“Vanity of vanities, says the Preacher, vanity of vanities! All is vanity.” Thus begins Ecclesiastes.

 

“You’re so vain, you probably thing this song is about you,” sings Carly Simon. “You’re so vain, I’ll bet you think this song is about you. Don’t you? Don’t you?”

 

Reese Witherspoon stars in the movie “Vanity Fair.” A popular magazine carries the same name.

 

Some Americans have vanity license plates on their cars. Others pay to have their books printed at vanity publishing houses.

 

Vanity is a widespread and age-old human characteristic.

 

It’s a form of pride, albeit a softer version of the pride to power, long seen as the taproot of sin. Nonetheless, vanity should not be quickly dismissed as an insignificant moral problem. Vanity has the ability to distort our honest self-assessment and distract us away from authentic values.

 

I confess that I’m now more aware of my own vanity than ever before. I suffer from a particular form of vanity—vanity of hair. I’ve gone from a head of mostly dark, straight-brown hair to a few whiffs of snow-white hair that provided temporarily an awful comb-over to a completely bald head to new sprouts of hair undetermined by color and texture. For several weeks, I considered signing my emails with the nom de guerre “the hairless white rat.”

 

In addition to my preoccupation with food, I’m spending too much time looking in the mirror.

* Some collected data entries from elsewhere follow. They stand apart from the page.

pub mod config;
pub mod inventory;
pub mod recon;
pub mod tables;

pub use config::EngineConfig;
pub use inventory::InventoryLedger;
pub use recon::{EngineError, ReconciliationEngine, RunReport};
pub use tables::LedgerTables;
mod common;

use common::{sample_archive, EXEMPLAR, FSH, LTEXT, S3D};
use dbpf_grep::{format_record, read_index, tgi_text, MatchPattern, TgiRecord, TypeLabel, TypeNameTable};
use std::io::Cursor;

static LOWERCASE_LABELS: &[TypeLabel] = &[TypeLabel { type_id: EXEMPLAR, name: "exemplar", groups: &[] }];

fn lines(table: &TypeNameTable) -> Vec<String> {
    read_index(&mut Cursor::new(sample_archive()))
        .unwrap()
        .iter()
        .map(|r| format_record(r, table))
        .collect()
}

#[test]
fn test_sample_lines() {
    let lines = lines(TypeNameTable::standard());
    assert_eq!(lines, vec!["6534284A-12345678-00000001 (Exemplar)", "5AD0E817-00000000-00000002"]);
}

#[test]
fn test_format_is_deterministic() {
    let record = TgiRecord::new(FSH, 0x46A006B0, 0xABC);
    let table = TypeNameTable::standard();
    let first = format_record(&record, table);
    let _ = format_record(&TgiRecord::new(EXEMPLAR, 0, 0), table);
    assert_eq!(format_record(&record, table), first);
}

#[test]
fn test_group_labels() {
    let table = TypeNameTable::standard();
    assert_eq!(
        format_record(&TgiRecord::new(EXEMPLAR, 0x2821ED93, 0x5), table),
        "6534284A-2821ED93-00000005 (Exemplar: Road)"
    );
    assert_eq!(
        format_record(&TgiRecord::new(FSH, 0x46A006B0, 0xFF), table),
        "7AB50E44-46A006B0-000000FF (FSH: UI Image)"
    );
    // WAV replaces the LText name entirely
    assert_eq!(
        format_record(&TgiRecord::new(LTEXT, 0xAA4D1933, 0x1), table),
        "2026960B-AA4D1933-00000001 (WAV)"
    );
    assert_eq!(
        format_record(&TgiRecord::new(LTEXT, 0x12345678, 0x1), table),
        "2026960B-12345678-00000001 (LText)"
    );
}

#[test]
fn test_type_zero_is_ini() {
    let table = TypeNameTable::standard();
    assert_eq!(table.lookup(0).map(|l| l.name), Some("INI"));
    assert_eq!(format_record(&TgiRecord::new(0, 0, 0), table), "00000000-00000000-00000000 (INI)");
}

#[test]
fn test_unknown_type_has_no_suffix() {
    let table = TypeNameTable::standard();
    assert!(table.lookup(S3D).is_none());
    assert!(table.lookup(0xDEADBEEF).is_none());
    assert_eq!(format_record(&TgiRecord::new(0xDEADBEEF, 1, 2), table), "DEADBEEF-00000001-00000002");
}

#[test]
fn test_wide_instance() {
    let record = TgiRecord { instance_hi: Some(0x00A1B2C3), ..TgiRecord::new(0x220557DA, 0, 0xD4E5F607) };
    assert_eq!(tgi_text(&record), "220557DA-00000000-00A1B2C3D4E5F607");
    assert_eq!(record.instance(), 0x00A1B2C3_D4E5F607);
}

#[test]
fn test_empty_pattern_matches_everything() {
    let pattern = MatchPattern::all();
    assert!(pattern.is_empty());
    for line in lines(TypeNameTable::standard()) {
        assert!(pattern.matches(&line));
    }
    assert!(pattern.matches(""));
    assert!(MatchPattern::new(Vec::<String>::new(), true).unwrap().matches("anything"));
}

#[test]
fn test_pattern_filters_by_name_and_hex() {
    let lines = lines(TypeNameTable::standard());

    let by_name = MatchPattern::new(["Exemplar"], false).unwrap();
    let hits: Vec<_> = lines.iter().filter(|l| by_name.matches(l)).collect();
    assert_eq!(hits, vec!["6534284A-12345678-00000001 (Exemplar)"]);

    let by_hex = MatchPattern::new(["-0000000[12]$"], false).unwrap();
    assert_eq!(lines.iter().filter(|l| by_hex.matches(l)).count(), 1);

    let by_group = MatchPattern::new([r"^[0-9A-F]{8}-00000000-"], false).unwrap();
    assert!(!by_group.matches(&lines[0]));
    assert!(by_group.matches(&lines[1]));
}

#[test]
fn test_patterns_are_or_combined() {
    let line = "6534284A-12345678-00000001 (Exemplar)";
    let single = MatchPattern::new(["Exemplar"], false).unwrap();
    let both = MatchPattern::new(["Exemplar", "S3D"], false).unwrap();
    let miss = MatchPattern::new(["S3D", "FSH"], false).unwrap();

    assert!(single.matches(line));
    assert!(both.matches(line));
    assert!(!miss.matches(line));
    assert!(MatchPattern::new(["S3D", "FSH", "1234"], false).unwrap().matches(line));
}

#[test]
fn test_case_sensitivity() {
    let line = "6534284A-12345678-00000001 (Exemplar)";
    assert!(!MatchPattern::new(["exemplar"], false).unwrap().matches(line));

    let ci = MatchPattern::new(["exemplar", "6534284a"], true).unwrap();
    assert!(ci.ignore_case());
    assert!(ci.matches(line));
    assert_eq!(ci.matches(&line.to_uppercase()), ci.matches(line));
    assert_eq!(ci.matches(&line.to_lowercase()), ci.matches(line));
}

#[test]
fn test_inline_flag_with_lowercase_label() {
    let table = TypeNameTable::new(LOWERCASE_LABELS);
    let line = format_record(&TgiRecord::new(EXEMPLAR, 0, 1), &table);
    assert_eq!(line, "6534284A-00000000-00000001 (exemplar)");

    assert!(MatchPattern::new(["(?i)exemplar"], true).unwrap().matches(&line));
    assert!(MatchPattern::new(["(?i)EXEMPLAR"], false).unwrap().matches(&line));
    assert!(MatchPattern::new(["Exemplar"], true).unwrap().matches(&line));
}

#[test]
fn test_invalid_pattern() {
    assert!(MatchPattern::new(["(unclosed"], false).is_err());
    assert!(MatchPattern::new(["ok", "[z-a]"], true).is_err());
}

I can’t seem to help it. I wonder when it will come back in. I wonder what my hair will look like if it comes back in!

 

A number of medical staff members and friends have told me that my hair might come back in a different color and texture.

 

With a paternal grandfather named “Red Parham,” I fear the worst. I’ve warned my family that if my hair comes back in red and curly that I’m returning to the sleek bald look.

 

Hair vanity was not always a problem for me. One night in the hospital, I ran my right hand through my hair. I realized that I was holding a clump of hair. Oh, well, I shrugged. Such is the price of chemotherapy.

 

When I returned home, my hair vanity emerged. My remaining dead-white hair made me feel older and frailer than I wanted to be.

 

I’ve come to realize that my hair vanity parallels the widespread hair vanity within the American faith community.

 

Hair vanity is one of the most unacknowledged and accepted forms of pride among people of faith.

 

Benny Hinn and the former Tammy Faye Baker are poster children for hair vanity. Trinity Broadcasting Network’s Jan Crouch is a close second.  

 

Adrian Rogers’ oddly colored reddish hair and Charles Stanley’s sprayed gray comb-over reveal two Baptist preachers who claim to know the absolute truth but refuse to show the truth about aging.  

 

Within Baptist church life, younger congregants whisper about the purple-haired members of the Woman’s Missionary Union.

 

Moderate Baptists chuckle about a Southern Baptist Convention ethics head who went from a dreadful jet-black comb-over a new hairdo. “Is it a rug or a plug?” folks whisper. “Where’s the integrity in this cover up?”

 

A former moderate seminary dean showed up at a Cooperative Baptist Fellowship meeting a few years ago with hair so blond that observers wondered what in the world had happened to him and who he thought he was fooling.

 

A Georgia chairwoman of deacons told a church pulpit chairman that if they considered a certain man as their next pastor that the man would need to lose his hairpiece before he arrived.

 

Hair is such an undeniable fixation for people of faith that we avoid any consideration about what the underlying roots of vanity say about who we are.

 

Our culture spends an estimated $1 billion annually on hair products and treatments. We watch numerous commercials in which sexy young women sell shampoo and balding young men are promised pharmaceutical cures for their handicapping condition.

 

Part of our hair vanity correlates with our disdain for and flight from aging. We think we can avoid old age by looking younger. We hope others don’t notice how old we really are. We engage in deception.

 

Part of our hair vanity relates to our accommodation to culture’s definition of beauty that commercialism reinforces. We want to have the hair color and fashion of the Hollywood stars or political celebrities. Attractiveness and power mean big hair, colorful hair, a certain hair style.

 

Beneath our hair vanity is a wish to be someone we’re not: a younger person, an attractive person, a fashionable person.

 

I think my own vanity stems from the desire to be anonymous. I would rather go unnoticed in public than receive the unconformable stares with imagined questions about what’s wrong with that guy.

 

At another level, I may hold the idea that the return of hair will represent the return of health.

 

Ironically, I’ve had a certain vanity about my good health. I have prided myself on my lack of sick days, my drug-free lifestyle, my work ethic, my ability to outrace most of my age group. Good health has corresponded to physical strength—strength is first expressed visually with good hair.

 

My, my, the preacher of Ecclesiastes was right: “Vanity of vanities! All is vanity.”

 

Robert Parham is executive director of the BaptistCenter for Ethics.